Dear Pregnancy Dreams,

Wow.  You're intense.  You've all been gems.  Especially the ones featuring random people I went to high school with.  People I didn't even consider friends during my adolescence have been showing up in my REM cycle.  Although, I've got to say, the one about us living in an Iran-occupied United States, while using wheelbarrows full of money to buy groceries was pretty spectacular.  Last night's episode, in which I was trying to dry my wedding dress at the laundromat and running out of time before I had to meet Chad at the altar, was particularly terrifying.  Good thing I always wake up to pee before things get too out of hand.

Yours Truly,
One Wishing for a Peaceful Slumber


Dear Ice,

You make every beverage taste better.  It's true, and I love you for it.  Since we don't have an ice maker right now, and because we've recently splurged and started buying you in bags from the grocery store, you've been especially chew-able.  I'm a woman who loves cold drinks and I don't care who knows it!

Lovingly,
Never Going Back to Luke Warm Tap Water


Dear Split Ends,

I know I owe you a haircut.  I've been unfair.  I've abused you with a blow dryer.  I've damaged you further with a flat iron.  My curling iron has "kicked your trash," as my roommate Jamie used to say.  I'm going to do my best to find someone who can remedy the situation soon.

Regretfully,
One Who Remains Loyal to a Stylist Two Hours Away, and is a Bit Terrified to Branch Out


Dear Cadbury Creme Eggs,

I never even liked you, until I tried one of you that my husband had stashed in the freezer.  It was a moment of desperation.  I needed chocolate and you met that need.  It was love at first taste.  It also further proved that my husband's strange obsession with freezing things that aren't meant to be frozen is usually right on the money.  (With the exception being Oreos . . . I hate it when that man hides my Oreos in the freezer.)  I apologize for my hasty judgement in the past.  I hope my new found love will heal any wounds you  may have suffered.

Fondly,
The One Who's Been Hoarding Her Son's Easter Candy


Dear Refrigerator Still Leaking in My Garage,

Wow.  We bought this house in July.  Not to state the obvious, but you are still there.  Leaking.  In the garage.  Either freezing foods that are meant to be merely refrigerated, or soaking them in pools of water.  There's something really uncool about that, no pun intended.

Distastefully,
The Woman Who Knows She Should Be Grateful You Work at All, but is Kind of Really Sick of You


Dear Kaden,

Today, when you comforted your friend Mark's little sister, Mia, with a toy helicopter, I had a renewed hope that you are going to make the best big brother ever.  Let's put aside all those earlier comments you've made about leaving your brother to live at the airport.

Love,
Mommy

Monday, March 04, 2013

Fatherhood

I think I'm going to put this anonymous note in our neighbor's mailbox this week:

Dear Dad at the End of Our Street,


Almost every time I pass your house in the evening you are playing outside with your kids.  Shooting some hoops, playing street hockey, or doing yard work while they play near by.  It warms my heart.  My husband and I think you are incredibly awesome.  If there were more dads like you in the world, the world would be a better place.  Thanks for the example you set for everyone in our neighborhood.  Thanks for being the kind of father every kid deserves.


Sincerely,
Your Neighbor

During the five years I taught high school English, I met a lot of kids with great fathers.  I met a lot of kids with not so great fathers.  I met a lot of kids who didn't know who their father was.  I met some kids who knew who their father was, but wished they didn't.

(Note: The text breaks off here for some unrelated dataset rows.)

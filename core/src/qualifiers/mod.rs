pub mod matcher;
pub mod types;

pub use matcher::QualifierMatcher;
pub use types::{MemberValue, Qualifier, QualifierMember, QualifierSet, ANY, DEFAULT, NAMED};
use crate::beans::{BeanId, BeanMetadata, DecoratorMetadata};
use crate::errors::{ContainerError, ContainerResult};
use crate::qualifiers::{Qualifier, QualifierMatcher, QualifierSet};
use crate::registry::BeanRegistry;
use crate::resolution::cache::{CacheStats, ResolutionCache};
use crate::resolution::key::{Resolution, ResolutionKey, ResolutionOutcome};
use crate::resolution::precedence;
use crate::types::{TypeDescriptor, TypeMatcher};
use parking_lot::RwLock;
use std::collections::HashMap;
use std::sync::Arc;

/// **TYPESAFE RESOLVER**
///
/// **PURPOSE**: Maps a `(type, qualifiers)` request onto the beans of a frozen registry.
/// **GUARANTEE**: Deterministic. The same key always yields the same outcome, computed once.
///
/// Steps for a unique lookup:
/// 1. raw-type pre-filter from the registry index
/// 2. type and qualifier match
/// 3. drop beans specialized by another candidate
/// 4. with several left, keep alternatives only when there are any
/// 5. with several left, a strict priority maximum wins
/// 6. classify as `Unique`, `Ambiguous` or `Unsatisfied`
///
/// Collection lookups return the step 3 set and skip the tie-breaks.
pub struct TypeSafeResolver {
    registry: Arc<BeanRegistry>,
    types: TypeMatcher,
    qualifiers: QualifierMatcher,
    cache: ResolutionCache,
    decorators: RwLock<HashMap<BeanId, Arc<Vec<Arc<DecoratorMetadata>>>>>,
}

impl TypeSafeResolver {
    pub fn new(registry: Arc<BeanRegistry>, relaxed_raw_types: bool) -> Self {
        let types = TypeMatcher::with_raw_mode(registry.shared_hierarchy(), relaxed_raw_types);
        Self {
            registry,
            types,
            qualifiers: QualifierMatcher::new(),
            cache: ResolutionCache::new(),
            decorators: RwLock::new(HashMap::new()),
        }
    }

    pub fn registry(&self) -> &BeanRegistry {
        &self.registry
    }

    pub fn type_matcher(&self) -> &TypeMatcher {
        &self.types
    }

    pub fn cache_stats(&self) -> CacheStats {
        self.cache.stats()
    }

    /// Cached resolution for a key; fails with `NotDeployed` before the registry is frozen.
    pub fn resolve(&self, key: &ResolutionKey) -> ContainerResult<Arc<Resolution>> {
        if !self.registry.is_frozen() {
            return Err(ContainerError::NotDeployed {
                key: key.to_string(),
            });
        }
        Ok(self.cache.get_or_compute(key, |key| self.compute(key)))
    }

    pub fn resolve_unique(
        &self,
        required_type: &TypeDescriptor,
        qualifiers: &QualifierSet,
    ) -> ContainerResult<Arc<BeanMetadata>> {
        self.resolve(&ResolutionKey::new(required_type.clone(), qualifiers))?
            .unique()
    }

    /// Every matching non-specialized bean, in registration order.
    pub fn resolve_all(
        &self,
        required_type: &TypeDescriptor,
        qualifiers: &QualifierSet,
    ) -> ContainerResult<Vec<Arc<BeanMetadata>>> {
        Ok(self
            .resolve(&ResolutionKey::new(required_type.clone(), qualifiers))?
            .candidates
            .clone())
    }

    /// **NAME RESOLUTION**
    ///
    /// A bean name is carried as a `Named` qualifier, so this is a typed lookup of
    /// `Object` with that qualifier and follows the same rules.
    pub fn resolve_by_name(&self, name: &str) -> ContainerResult<Arc<BeanMetadata>> {
        let qualifiers = QualifierSet::of([Qualifier::named(name)]);
        self.resolve_unique(&TypeDescriptor::object(), &qualifiers)
    }

    /// **DECORATOR RESOLUTION**
    ///
    /// Enabled decorators whose delegate type matches one of the bean's types and
    /// whose delegate qualifiers match the bean's qualifiers, by ascending priority.
    /// The first entry is the outermost decorator.
    pub fn resolve_decorators(&self, bean: &BeanMetadata) -> Arc<Vec<Arc<DecoratorMetadata>>> {
        if let Some(found) = self.decorators.read().get(bean.id()) {
            return Arc::clone(found);
        }

        let mut matching: Vec<Arc<DecoratorMetadata>> = self
            .registry
            .decorators()
            .iter()
            .filter(|d| d.is_enabled())
            .filter(|d| self.types.matches(d.delegate_type(), bean.types()))
            .filter(|d| self.qualifiers.matches(d.delegate_qualifiers(), bean.qualifiers()))
            .cloned()
            .collect();
        matching.sort_by_key(|d| d.priority());

        let matching = Arc::new(matching);
        Arc::clone(
            self.decorators
                .write()
                .entry(bean.id().clone())
                .or_insert(matching),
        )
    }

    fn compute(&self, key: &ResolutionKey) -> Resolution {
        let matched: Vec<Arc<BeanMetadata>> = self
            .registry
            .candidates_for(key.required_type())
            .into_iter()
            .filter(|bean| self.types.matches(key.required_type(), bean.types()))
            .filter(|bean| self.qualifiers.matches(key.qualifiers(), bean.qualifiers()))
            .collect();

        let candidates = self.exclude_specialized(matched);
        let outcome = ResolutionOutcome::classify(precedence::tie_break(candidates.clone()));

        match &outcome {
            ResolutionOutcome::Unique(bean) => {
                log::debug!("Resolved {} to bean {}", key, bean.id())
            }
            ResolutionOutcome::Ambiguous(beans) => {
                log::debug!("Resolution of {} is ambiguous: {} candidates", key, beans.len())
            }
            ResolutionOutcome::Unsatisfied => log::debug!("Resolution of {} is unsatisfied", key),
        }

        Resolution {
            key: key.clone(),
            candidates,
            outcome,
        }
    }

    fn exclude_specialized(&self, candidates: Vec<Arc<BeanMetadata>>) -> Vec<Arc<BeanMetadata>> {
        candidates
            .iter()
            .filter(|bean| {
                !candidates.iter().any(|other| {
                    other.id() != bean.id()
                        && self.registry.is_specialized_by(bean.id(), other.id())
                })
            })
            .cloned()
            .collect()
    }
}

I remember a tearful encounter with one sophomore boy who had gone from an energetic, focused hard worker to a lackadaisical, cynical body taking up space in a row of my classroom.  I kept him after class, questioning his behavior and telling him how much I missed the "old him."  He opened up to me, revealing that his father had recently gotten out of prison, and my fifteen year old student had hoped he would be able to develop a relationship with this man he did not know.  Sadly, his father had chosen to return to the same lifestyle that had landed him in prison to begin with--associating with the same friends and participating in the same kinds of activities that would likely land him in jail yet again.  He didn't have time for his 15 year old son.  My heart broke for this lanky sophomore boy who I had come to love in the few months I had been his teacher.  The tears shed that day were not just by him.

I grew up with an exceptional father and had a lot of exceptional pseudo-fathers around me:  uncles, friends, and other family.  When I became a teacher, I quickly realized I'd led a pretty sheltered existence.  I suddenly realized that my life experience wasn't the norm.  

How important is the role of a father?  Of a man?  In our world today, I'd say more important than ever.

The more I think about this little baby boy growing inside of me, the more grateful I become that we're having another little boy who will grow up with an amazing daddy.  I am so thankful that my sons will be raised by a father who loves them and takes the time to be their dad.  To teach them how to be gentlemen in a world that is sometimes crass and unrefined.  To teach them to honor women and treat them with respect.  The world needs more good men, and I want my sons to be some of them.

I think there's a whole generation to follow that will be pretty thankful for that, too.

I'm so thankful for the chance I have to help shape their world as their mommy.  To be their teacher and their friend every day.

Alien-esque baby, sucking his thumb at 18 weeks and 2 days:




Kaden, on our recent outing to Pullen Park:



Suddenly, the boat seemed scary:


And scarier, as it was further away from Mommy:


 Happily removed from the ride early:


I pray every night that we can be the kind of parents who will guide our children to become strong men.

Tuesday, January 22, 2013

Dear Kaden,

Last night, you woke up in the middle of the night, crying out.  A nasty nightmare was the culprit, and I scooped you up in my arms and held you in your dark room--a sliver of moonlight peeking in through the blinds and a blueish glow from your nightlight helping me see enough to wipe your tear stained cheeks.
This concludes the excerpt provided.